MIT researchers cram optical circuitry on a silicon chip
By Darren Murph 
posted Feb 14th 2007 1:13AM
posted Feb 14th 2007 1:13AM
It looks like MIT is raising the bar yet again, as this time it's taking a break from crafting autonomous UAVs and stackable vehicles to cram optical circuitry on your everyday silicon chip. In an effort to "integrate the optical circuitry with electronic circuitry" on the same silicon wafer, researchers have devised a method which will harness the "enormous power of light waves in networks" while offering up a way to manufacture the circuitry cheaply. The crew has reportedly already been playing around with a working prototype, and suggests that it could eventually "redefine how optical networks are built." Moreover, the development addresses the existing "signal weakening over distance" issue in fiber optic transmissions by "splitting the light beams as they pass through a circuit, rotating one of the polarized beams, and finally rejoining them on their way out of the circuit, which retains the signals' strength." While there's no projection of when this technology could actually hit the mainstream, anything that makes it less expensive to rollout FiOS (and similar networks) to more people most definitely has our vote.
I still believe the most important finding from the article is the fact that the researchers have found a way to sustain distance light transfer.

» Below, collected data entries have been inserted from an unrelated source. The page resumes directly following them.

/// In-page anchors, in the order they appear on the page.
#[derive(Debug, Clone, Copy, PartialEq, Eq)]
pub enum Section {
    Home,
    About,
    Skills,
    Projects,
    Contact,
}

impl Section {
    pub const ALL: [Section; 5] = [
        Section::Home,
        Section::About,
        Section::Skills,
        Section::Projects,
        Section::Contact,
    ];

    pub fn id(self) -> &'static str {
        match self {
            Section::Home => "home",
            Section::About => "about",
            Section::Skills => "skills",
            Section::Projects => "projects",
            Section::Contact => "contact",
        }
    }

    pub fn anchor(self) -> &'static str {
        match self {
            Section::Home => "#home",
            Section::About => "#about",
            Section::Skills => "#skills",
            Section::Projects => "#projects",
            Section::Contact => "#contact",
        }
    }

    pub fn label(self) -> &'static str {
        match self {
            Section::Home => "Home",
            Section::About => "About",
            Section::Skills => "Skills",
            Section::Projects => "Projects",
            Section::Contact => "Contact",
        }
    }
}

#[derive(Debug, Clone, Copy, PartialEq, Eq)]
pub enum Icon {
    GitHub,
    LinkedIn,
    Twitter,
    Email,
    Phone,
    Location,
    ExternalLink,
    Heart,
    React,
    TypeScript,
    JavaScript,
    NodeJs,
    Tailwind,
    Git,
    Docker,
    MongoDb,
}

impl Icon {
    /// Icon font class. Brand logos come from devicon, glyphs from the
    /// site's own `extra-*` set in `input.css`.
    pub fn css_class(self) -> &'static str {
        match self {
            Icon::GitHub => "devicon-github-plain",
            Icon::LinkedIn => "devicon-linkedin-plain",
            Icon::Twitter => "devicon-twitter-original",
            Icon::Email => "extra-email",
            Icon::Phone => "extra-phone",
            Icon::Location => "extra-location",
            Icon::ExternalLink => "extra-external",
            Icon::Heart => "extra-heart",
            Icon::React => "devicon-react-original",
            Icon::TypeScript => "devicon-typescript-plain",
            Icon::JavaScript => "devicon-javascript-plain",
            Icon::NodeJs => "devicon-nodejs-plain",
            Icon::Tailwind => "devicon-tailwindcss-original",
            Icon::Git => "devicon-git-plain",
            Icon::Docker => "devicon-docker-plain",
            Icon::MongoDb => "devicon-mongodb-plain",
        }
    }
}

#[derive(Debug, Clone, Copy, PartialEq, Eq)]
pub struct SocialLink {
    pub icon: Icon,
    pub url: &'static str,
    pub label: &'static str,
}

#[derive(Debug, Clone, Copy, PartialEq, Eq)]
pub struct ContactChannel {
    pub icon: Icon,
    pub title: &'static str,
    pub text: &'static str,
    pub link: Option<&'static str>,
}

#[derive(Debug, Clone, Copy, PartialEq, Eq)]
pub struct Skill {
    pub name: &'static str,
    pub icon: Icon,
    /// Proficiency as a percentage.
    pub level: Option<u8>,
    pub color: Option<&'static str>,
}

#[derive(Debug, Clone, Copy, PartialEq, Eq)]
pub struct Project {
    pub title: &'static str,
    pub description: &'static str,
    pub image: &'static str,
    pub technologies: &'static [&'static str],
    pub features: &'static [&'static str],
    pub source_url: &'static str,
    pub live_url: &'static str,
}

#[derive(Debug, Clone, Copy, PartialEq, Eq)]
pub struct Education {
    pub degree: &'static str,
    pub school: &'static str,
    pub period: &'static str,
}

#[derive(Debug, Clone, Copy, PartialEq, Eq)]
pub struct Job {
    pub role: &'static str,
    pub company: &'static str,
    pub period: &'static str,
    pub highlights: &'static [&'static str],
}

#[derive(Debug, Clone, Copy, PartialEq, Eq)]
pub struct Profile {
    pub name: &'static str,
    pub title: &'static str,
    pub pitch: &'static str,
    pub bio: &'static str,
    pub photo: &'static str,
    pub resume: &'static str,
    pub more_projects_url: &'static str,
}

pub const PROFILE: Profile = Profile {
    name: "Ali Elgazzar",
    title: "Frontend Engineer",
    pitch: "I build beautiful, responsive, and user-friendly web applications using modern technologies like React, TypeScript, and Node.js.",
    bio: "Front-End Software Engineer with professional experience in designing and developing dynamic, responsive web applications using React.js, TypeScript, JavaScript, and modern UI frameworks. Proficient in translating business requirements into intuitive user experiences, optimizing application performance, and ensuring cross-browser compatibility. Strong collaborator in agile environments, with a focus on clean code, scalability, and user-centric design. Eager to continuously grow full-stack development skills and contribute to impactful software solutions.",
    photo: "/me.jpg",
    resume: "/resume.pdf",
    more_projects_url: "https://github.com/AliElgazzar",
};

pub const HERO_LINKS: &[SocialLink] = &[
    SocialLink {
        icon: Icon::GitHub,
        url: "https://github.com/AliElgazzar",
        label: "GitHub",
    },
    SocialLink {
        icon: Icon::LinkedIn,
        url: "https://www.linkedin.com/in/ali-elgazzar-1b853221a/",
        label: "LinkedIn",
    },
];

pub const FOOTER_LINKS: &[SocialLink] = &[
    SocialLink {
        icon: Icon::GitHub,
        url: "https://github.com/AliElgazzar",
        label: "GitHub",
    },
    SocialLink {
        icon: Icon::LinkedIn,
        url: "https://www.linkedin.com/in/ali-elgazzar-1b853221a/",
        label: "LinkedIn",
    },
    SocialLink {
        icon: Icon::Twitter,
        url: "https://twitter.com/AliElgazzar",
        label: "Twitter",
    },
];

pub const EDUCATION: &[Education] = &[
    Education {
        degree: "Master's Degree in Computer Science",
        school: "Maharishi International University",
        period: "2024-2026",
    },
    Education {
        degree: "Bachelor's Degree in Mechatronics Engineering",
        school: "Benha University",
        period: "2017-2022",
    },
];

pub const EXPERIENCE: &[Job] = &[Job {
    role: "Front-end Engineer",
    company: "Enozom Software",
    period: "2022-2024",
    highlights: &[
        "Developed responsive web apps with React, TypeScript, and Tailwind CSS.",
        "Led front-end development for microservice-based features.",
        "Designed and built reusable, modular UI components.",
        "Improved front-end performance via lazy loading and code splitting.",
    ],
}];

pub const SKILLS: &[Skill] = &[
    Skill {
        name: "React",
        icon: Icon::React,
        level: Some(90),
        color: Some("#61DAFB"),
    },
    Skill {
        name: "TypeScript",
        icon: Icon::TypeScript,
        level: Some(85),
        color: Some("#3178C6"),
    },
    Skill {
        name: "JavaScript",
        icon: Icon::JavaScript,
        level: Some(90),
        color: Some("#F7DF1E"),
    },
    Skill {
        name: "Node.js",
        icon: Icon::NodeJs,
        level: Some(80),
        color: Some("#339933"),
    },
    Skill {
        name: "Tailwind CSS",
        icon: Icon::Tailwind,
        level: Some(85),
        color: Some("#06B6D4"),
    },
    Skill {
        name: "Git",
        icon: Icon::Git,
        level: Some(85),
        color: Some("#F05032"),
    },
    Skill {
        name: "Docker",
        icon: Icon::Docker,
        level: Some(75),
        color: Some("#2496ED"),
    },
    Skill {
        name: "MongoDB",
        icon: Icon::MongoDb,
        level: Some(80),
        color: Some("#47A248"),
    },
];

pub const ADDITIONAL_SKILLS: &[&str] = &[
    "HTML5",
    "CSS3",
    "SASS/SCSS",
    "Redux",
    "GraphQL",
    "REST APIs",
    "Jest",
    "Webpack",
    "Responsive Design",
    "UI/UX Design",
    "Agile Methodologies",
    "Problem Solving",
];

pub const PROJECTS: &[Project] = &[
    Project {
        title: "Smart Fitness & Workout Tracker",
        description: "A comprehensive web application designed to empower users in managing their fitness journey through intelligent workout tracking, routine planning, and AI-powered insights. The platform ensures secure user authentication and delivers a highly responsive user experience.",
        image: "/projects/fitness-tracker-placeholder.svg",
        technologies: &[
            "Angular (v20)",
            "TypeScript",
            "Node.js",
            "Express.js",
            "MongoDB Atlas",
            "JWT Authentication",
            "OpenAI API (GPT-4o-mini)",
            "Vector Search (RAG)",
            "Angular Signals",
        ],
        features: &[
            "Secure User Authentication with JWT (Login/Signup)",
            "Personalized Workout Routine Creation & Management",
            "Detailed Workout Logging & Progress Tracking",
            "AI-Powered Exercise Suggestions (Function Calling)",
            "AI-Driven Workout Plan Generation (Function Calling)",
            "Intelligent Fitness Q&A via RAG from Curated Knowledge Base",
            "Type-Safe Frontend & Backend Architecture",
            "Lazy-Loaded Routing for Optimized Performance",
            "Responsive UI with External Styles",
        ],
        source_url: "https://github.com/AliElgazzar/fitness-tracker-app",
        live_url: "https://fitness-tracker-demo.com",
    },
    Project {
        title: "Task Management App",
        description: "A collaborative task management application with real-time updates, drag-and-drop functionality, and team collaboration features.",
        image: "/projects/placeholder.svg",
        technologies: &["React", "TypeScript", "Firebase", "Tailwind CSS"],
        features: &[],
        source_url: "https://github.com/AliElgazzar/taskmanager",
        live_url: "https://taskmanager-demo.com",
    },
    Project {
        title: "Portfolio Website",
        description: "A modern, responsive portfolio website built with Rust and Leptos, featuring smooth animations and dark mode support.",
        image: "/projects/placeholder.svg",
        technologies: &["Rust", "Leptos", "Tailwind CSS", "WebAssembly"],
        features: &[],
        source_url: "https://github.com/AliElgazzar/portfolio",
        live_url: "https://portfolio-demo.com",
    },
];

pub const CONTACT_CHANNELS: &[ContactChannel] = &[
    ContactChannel {
        icon: Icon::Email,
        title: "Email",
        text: "alielgazzar559@gmail.com",
        link: Some("mailto:alielgazzar559@gmail.com"),
    },
    ContactChannel {
        icon: Icon::Phone,
        title: "Phone",
        text: "+1 (641) 233-0023",
        link: None,
    },
    ContactChannel {
        icon: Icon::Location,
        title: "Location",
        text: "New York, NY, USA",
        link: None,
    },
];

#[cfg(test)]
mod tests {
    use super::*;

    #[test]
    fn sections_map_to_matching_anchors() {
        for section in Section::ALL {
            assert_eq!(section.anchor(), format!("#{}", section.id()));
        }
        let ids = Section::ALL.map(Section::id);
        assert_eq!(ids, ["home", "about", "skills", "projects", "contact"]);
    }

    #[test]
    fn skill_levels_are_percentages() {
        for skill in SKILLS {
            if let Some(level) = skill.level {
                assert!(level <= 100, "{} has level {}", skill.name, level);
            }
        }
    }

    #[test]
    fn external_links_are_absolute() {
        let urls = HERO_LINKS
            .iter()
            .chain(FOOTER_LINKS)
            .map(|l| l.url)
            .chain(PROJECTS.iter().flat_map(|p| [p.source_url, p.live_url]));
        for url in urls {
            assert!(url.starts_with("https://"), "{url} is not absolute");
        }
        for channel in CONTACT_CHANNELS {
            if let Some(link) = channel.link {
                assert!(link.starts_with("mailto:") || link.starts_with("https://"));
            }
        }
    }

    #[test]
    fn project_titles_are_unique() {
        let mut titles = PROJECTS.iter().map(|p| p.title).collect::<Vec<_>>();
        titles.sort_unstable();
        titles.dedup();
        assert_eq!(titles.len(), PROJECTS.len());
    }
}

This certainly is one of the largest constraints for rolling out fiber here in the U.S., since the nature of fiber does not lend itself well to long distances. At certain intervals, you will need an in-line amplifier. This is done via O-E-O (Optical -> Electrical -> Optical) signal regeneration. This can be pricey equipment for an optical carrier. It's this reason why smaller countries (Korea, UK, NL) have such great dark fiber networks, it's that much cheaper for them to roll out, due to the dramatic price decrease seen from short provisioning distances.

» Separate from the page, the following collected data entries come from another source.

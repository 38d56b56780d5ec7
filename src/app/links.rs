use leptos::prelude::*;

use crate::content::{Section, SocialLink};

use super::icons::Glyph;

/// A row of external profile links, one icon anchor per entry.
#[component]
pub fn SocialLinks(links: &'static [SocialLink], link_class: &'static str) -> impl IntoView {
    links
        .iter()
        .map(|link| {
            view! {
                <a
                    href=link.url
                    target="_blank"
                    rel="noopener noreferrer"
                    class=link_class
                    aria-label=link.label
                >
                    <Glyph icon=link.icon />
                </a>
            }
        })
        .collect::<Vec<_>>()
}

#[component]
pub fn SectionLinks(link_class: &'static str) -> impl IntoView {
    Section::ALL
        .into_iter()
        .map(|section| {
            view! {
                <a href=section.anchor() class=link_class>
                    {section.label()}
                </a>
            }
        })
        .collect::<Vec<_>>()
}

#[cfg(all(test, feature = "ssr"))]
mod tests {
    use super::*;
    use crate::content::{Icon, FOOTER_LINKS, HERO_LINKS};

    const FIXTURE: &[SocialLink] = &[
        SocialLink {
            label: "GitHub",
            url: "https://github.com/someone",
            icon: Icon::GitHub,
        },
        SocialLink {
            label: "LinkedIn",
            url: "https://linkedin.com/in/someone",
            icon: Icon::LinkedIn,
        },
    ];

    fn render(links: &'static [SocialLink]) -> String {
        Owner::new_root(None).with(|| view! { <SocialLinks links link_class="social" /> }.to_html())
    }

    fn attribute_values<'a>(html: &'a str, name: &str) -> Vec<&'a str> {
        let marker = format!("{name}=\"");
        html.split(marker.as_str())
            .skip(1)
            .filter_map(|rest| rest.split('"').next())
            .collect()
    }

    #[test]
    fn renders_one_labelled_anchor_per_link_in_order() {
        let html = render(FIXTURE);
        assert_eq!(attribute_values(&html, "aria-label"), vec!["GitHub", "LinkedIn"]);
        assert_eq!(
            attribute_values(&html, "href"),
            vec!["https://github.com/someone", "https://linkedin.com/in/someone"]
        );
        assert!(html.contains("devicon-github-plain"));
    }

    #[test]
    fn renders_configured_profile_links() {
        for links in [HERO_LINKS, FOOTER_LINKS] {
            let html = render(links);
            let labels = links.iter().map(|l| l.label).collect::<Vec<_>>();
            let urls = links.iter().map(|l| l.url).collect::<Vec<_>>();
            assert_eq!(attribute_values(&html, "aria-label"), labels);
            assert_eq!(attribute_values(&html, "href"), urls);
        }
    }

    #[test]
    fn section_links_follow_page_order() {
        let html =
            Owner::new_root(None).with(|| view! { <SectionLinks link_class="nav" /> }.to_html());
        let anchors = Section::ALL.map(Section::anchor);
        assert_eq!(attribute_values(&html, "href"), anchors.to_vec());
        assert_eq!(html.matches("class=\"nav\"").count(), Section::ALL.len());
    }
}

If the research here does in fact show a way to manipulate the light in a fashion that does not require an OEO transfer, then costs will be dramatically reduced, providing an incentive for massive dark fiber rollouts. What I imagine is a physical discrete device that utilizes polarizing filters, mirrors, and ADC monitoring circuitry to condition the original photon transfer, rather than analyzing it, and spitting out a new signal. This would create a light conditioner that may suffice for some of the work traditionally done by expensive amps.
Then there is always the next hurdle, how to go faster than the speed of light.
Dustin - There are EDFA (erbium-doped fiber amplifiers) that are capable of using the incoming signal as an exciter for a laser, so no OEO conversion is necessary. They are capable of replacing regenerators for all but the longest (trans-oceanic) spans.
Engadget - The equipment is a drop in the bucket compared to the cost of burying fiber in streets and hanging it overhead. A half million to a million dollars for a C.O. worth of equipment capable of handling tens of thousands of customers compared to many, many millions to actually get the fiber to people's houses.